Pseudocharopa whiteleggei
- Conservation status: Critically endangered (EPBC Act)

Scientific classification
- Kingdom: Animalia
- Phylum: Mollusca
- Class: Gastropoda
- Order: Stylommatophora
- Family: Charopidae
- Genus: Pseudocharopa
- Species: P. whiteleggei
- Binomial name: Pseudocharopa whiteleggei (Brazier, 1889)
- Synonyms: Helix (Rhytida) whiteleggei Brazier, 1889; Pseudocharopa editor Iredale, 1944;

= Pseudocharopa whiteleggei =

- Authority: (Brazier, 1889)
- Conservation status: CR
- Synonyms: Helix (Rhytida) whiteleggei Brazier, 1889, Pseudocharopa editor Iredale, 1944

Species of land snail

Pseudocharopa whiteleggei, also known as Whitelegge's pinwheel snail or Whitelegge's land snail, is a species of pinwheel snail that is endemic to Australia's Lord Howe Island in the Tasman Sea. It is the largest charopid species in Australia. It is named after naturalist Thomas Whitelegge.

==Description==
The ear-shaped shell of mature snails is 7.1–8.3 mm in height, with a diameter of 15.6–17.7 mm, discoidal with a flat spire and impressed sutures. It is dark reddish-brown with indistinct zigzag, cream-coloured flammulations (flame-like markings). The umbilicus is moderately wide. The ovately lunate aperture is flattened on the upper edge.

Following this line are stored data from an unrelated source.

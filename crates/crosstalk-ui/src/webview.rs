//! JSON bridge for web-view editors.
//!
//! The page posts commands as JSON objects tagged by `msg`:
//!
//! | `msg`    | fields                                  |
//! |----------|-----------------------------------------|
//! | `SPVFUI` | `paramIdx`, `value`                     |
//! | `BPCFUI` | `paramIdx`                              |
//! | `EPCFUI` | `paramIdx`                              |
//! | `SAMFUI` | `msgTag`, `ctrlTag`, `data` (base64)    |
//! | `SMMFUI` | `statusByte`, `dataByte1`, `dataByte2`  |
//!
//! In the other direction [`script_for`] renders an engine message as the
//! script call the page expects (`SPVFD`, `SCVFD`, `SAMFD`, `SCMFD`, `SMMFD`).
//! Once the page has loaded, [`params_json`] and [`script_for_json`] announce
//! every parameter as a JSON message on tag [`JSON_MSG_TAG`].

use base64::engine::general_purpose::STANDARD;
use base64::Engine as _;
use serde::{Deserialize, Serialize};

use crosstalk_core::{ControlTag, Message, MidiEvent, MsgTag, ParamIndex, TagMap};

use crate::endpoint::UiEndpoint;
use crate::{Error, Result};

/// A command posted by the web page.
#[derive(Debug, Clone, PartialEq, Deserialize)]
#[serde(tag = "msg")]
pub enum WebViewCommand {
    #[serde(rename = "SPVFUI")]
    SetParameterValue {
        #[serde(rename = "paramIdx")]
        param: i64,
        value: f64,
    },
    #[serde(rename = "BPCFUI")]
    BeginEdit {
        #[serde(rename = "paramIdx")]
        param: i64,
    },
    #[serde(rename = "EPCFUI")]
    EndEdit {
        #[serde(rename = "paramIdx")]
        param: i64,
    },
    #[serde(rename = "SAMFUI")]
    ArbitraryMessage {
        #[serde(rename = "msgTag")]
        tag: i32,
        #[serde(rename = "ctrlTag", default = "no_control")]
        control: i32,
        #[serde(default)]
        data: String,
    },
    #[serde(rename = "SMMFUI")]
    Midi {
        #[serde(rename = "statusByte")]
        status: u8,
        #[serde(rename = "dataByte1")]
        data1: u8,
        #[serde(rename = "dataByte2")]
        data2: u8,
    },
}

fn no_control() -> i32 {
    -1
}

fn param_index(raw: i64) -> Result<ParamIndex> {
    u32::try_from(raw)
        .map(ParamIndex)
        .map_err(|_| Error::InvalidParameter(raw))
}

impl WebViewCommand {
    pub fn parse(json: &str) -> Result<Self> {
        Ok(serde_json::from_str(json)?)
    }

    /// Forward the command to the engine through `ui`.
    pub fn apply(&self, ui: &mut UiEndpoint) -> Result<()> {
        match self {
            Self::SetParameterValue { param, value } => {
                ui.send_parameter_value(param_index(*param)?, *value)
            }
            Self::BeginEdit { param } => ui.begin_edit(param_index(*param)?),
            Self::EndEdit { param } => ui.end_edit(param_index(*param)?),
            Self::ArbitraryMessage { tag, control, data } => {
                let bytes = STANDARD.decode(data)?;
                let control = (*control >= 0).then_some(ControlTag(*control));
                ui.send_message(MsgTag(*tag), control, &bytes)
            }
            Self::Midi {
                status,
                data1,
                data2,
            } => ui.send_midi(MidiEvent::new(0, *status, *data1, *data2)),
        }
    }
}

/// Tag of arbitrary messages whose payload is JSON for the page.
pub const JSON_MSG_TAG: MsgTag = MsgTag(-1);

#[derive(Debug, Serialize)]
struct ParamDescription<'a> {
    id: u32,
    name: &'a str,
    default: f64,
    value: f64,
}

#[derive(Debug, Serialize)]
struct ParamsAnnouncement<'a> {
    id: &'static str,
    params: Vec<ParamDescription<'a>>,
}

/// `{"id":"params","params":[...]}` listing every parameter in `tags`.
///
/// `values` holds current normalized values by index; parameters past its
/// end report their default.
pub fn params_json(tags: &TagMap, values: &[f64]) -> Result<String> {
    let params = tags
        .params
        .iter()
        .enumerate()
        .map(|(i, spec)| ParamDescription {
            id: i as u32,
            name: &spec.name,
            default: spec.default,
            value: values.get(i).copied().unwrap_or(spec.default),
        })
        .collect();
    let announcement = ParamsAnnouncement {
        id: "params",
        params,
    };
    Ok(serde_json::to_string(&announcement)?)
}

/// Script call delivering `json` to the page as an arbitrary message on
/// [`JSON_MSG_TAG`].
///
/// Runs on the UI thread, so `json` is not bound by the queue's payload limit.
pub fn script_for_json(json: &str) -> String {
    let encoded = STANDARD.encode(json);
    format!(
        "SAMFD({}, {}, \"{}\")",
        JSON_MSG_TAG.0,
        encoded.len(),
        encoded
    )
}

/// Parse a JSON command from the page and apply it.
pub fn handle_json(ui: &mut UiEndpoint, json: &str) -> Result<()> {
    let command = WebViewCommand::parse(json).inspect_err(|e| {
        tracing::debug!("Rejected web-view command: {}", e);
    })?;
    command.apply(ui)
}

/// Script call that delivers `message` to the page, if it has one.
///
/// Sysex and edit gestures have no page-side counterpart and return `None`.
pub fn script_for(message: &Message<'_>) -> Option<String> {
    match *message {
        Message::ParameterChange { param, value, .. } => {
            Some(format!("SPVFD({}, {:.6})", param.0, value))
        }
        Message::ControlValue { control, value } => {
            Some(format!("SCVFD({}, {:.6})", control.0, value))
        }
        Message::Arbitrary { tag, control, data } => {
            let encoded = STANDARD.encode(data);
            Some(match control {
                Some(control) => format!(
                    "SCMFD({}, {}, {}, \"{}\")",
                    control.0,
                    tag.0,
                    encoded.len(),
                    encoded
                ),
                None => format!("SAMFD({}, {}, \"{}\")", tag.0, encoded.len(), encoded),
            })
        }
        Message::Midi(event) => Some(format!(
            "SMMFD({}, {}, {})",
            event.status, event.data1, event.data2
        )),
        Message::Sysex { .. } | Message::BeginEdit { .. } | Message::EndEdit { .. } => None,
    }
}
//! Lock-free SPSC message queue.
//!
//! One queue per direction. Both ends are wait-free: pushing into a full queue
//! drops the message and bumps a counter, popping from an empty queue returns
//! `None`. The only allocation happens in [`message_queue`].

use std::sync::atomic::{AtomicU64, Ordering};
use std::sync::Arc;

use ringbuf::{traits::*, HeapCons, HeapProd, HeapRb};

use crate::envelope::Envelope;
use crate::message::Message;
use crate::{Error, Result};

/// Default slots per direction.
pub const DEFAULT_CAPACITY: usize = 128;

/// Counters shared by both ends of a queue.
#[derive(Debug, Default)]
pub struct QueueStats {
    pushed: AtomicU64,
    dropped: AtomicU64,
    popped: AtomicU64,
}

impl QueueStats {
    /// Messages accepted by the queue.
    #[inline]
    pub fn pushed(&self) -> u64 {
        self.pushed.load(Ordering::Relaxed)
    }

    /// Messages discarded because the queue was full.
    #[inline]
    pub fn dropped(&self) -> u64 {
        self.dropped.load(Ordering::Relaxed)
    }

    #[inline]
    pub fn popped(&self) -> u64 {
        self.popped.load(Ordering::Relaxed)
    }

    /// Push attempts, accepted or not.
    #[inline]
    pub fn attempted(&self) -> u64 {
        self.pushed() + self.dropped()
    }
}

/// Producer half. Owned by exactly one thread.
pub struct MessageProducer {
    inner: HeapProd<Envelope>,
    stats: Arc<QueueStats>,
}

impl MessageProducer {
    /// Copy `envelope` into a free slot.
    ///
    /// Returns false (and counts a drop) if the queue is full.
    #[inline]
    pub fn try_push(&mut self, envelope: Envelope) -> bool {
        match self.inner.try_push(envelope) {
            Ok(()) => {
                self.stats.pushed.fetch_add(1, Ordering::Relaxed);
                true
            }
            Err(_) => {
                self.stats.dropped.fetch_add(1, Ordering::Relaxed);
                false
            }
        }
    }

    /// Encode and push a message.
    ///
    /// Fails with `PayloadTooLarge` before touching the queue, or `QueueFull`
    /// if the message was dropped.
    #[inline]
    pub fn push(&mut self, message: &Message<'_>) -> Result<()> {
        let envelope = Envelope::encode(message)?;
        if self.try_push(envelope) {
            Ok(())
        } else {
            Err(Error::QueueFull)
        }
    }

    #[inline]
    pub fn is_full(&self) -> bool {
        self.inner.is_full()
    }

    #[inline]
    pub fn free_slots(&self) -> usize {
        self.inner.vacant_len()
    }

    #[inline]
    pub fn capacity(&self) -> usize {
        self.inner.capacity().get()
    }

    pub fn stats(&self) -> Arc<QueueStats> {
        Arc::clone(&self.stats)
    }
}

/// Consumer half. Owned by exactly one thread.
pub struct MessageConsumer {
    inner: HeapCons<Envelope>,
    stats: Arc<QueueStats>,
}

impl MessageConsumer {
    /// Copy out the oldest envelope, or `None` if the queue is empty.
    #[inline]
    pub fn try_pop(&mut self) -> Option<Envelope> {
        let envelope = self.inner.try_pop()?;
        self.stats.popped.fetch_add(1, Ordering::Relaxed);
        Some(envelope)
    }

    #[inline]
    pub fn pending(&self) -> usize {
        self.inner.occupied_len()
    }

    #[inline]
    pub fn is_empty(&self) -> bool {
        self.inner.is_empty()
    }

    /// Discard everything currently queued. Returns the number discarded.
    pub fn clear(&mut self) -> usize {
        let mut count = 0;
        while self.try_pop().is_some() {
            count += 1;
        }
        count
    }

    pub fn stats(&self) -> Arc<QueueStats> {
        Arc::clone(&self.stats)
    }
}

/// Create a queue with `capacity` slots. Capacity must be a non-zero power of two.
pub fn message_queue(capacity: usize) -> Result<(MessageProducer, MessageConsumer)> {
    if capacity == 0 || !capacity.is_power_of_two() {
        return Err(Error::InvalidConfig(format!(
            "queue capacity {capacity} must be a non-zero power of two"
        )));
    }

    let rb = HeapRb::<Envelope>::new(capacity);
    let (producer, consumer) = rb.split();
    let stats = Arc::new(QueueStats::default());

    Ok((
        MessageProducer {
            inner: producer,
            stats: Arc::clone(&stats),
        },
        MessageConsumer {
            inner: consumer,
            stats,
        },
    ))
}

The animal has a lime-green sole and dark grey upper body, neck, head and eye-tentacles.

==Habitat==
The snail is known mainly from the summits and upper slopes of Mount Lidgbird and Mount Gower, living in rainforest leaf litter.

==Conservation==
The snail has been subject to predation by introduced rodents and is considered to be Critically Endangered.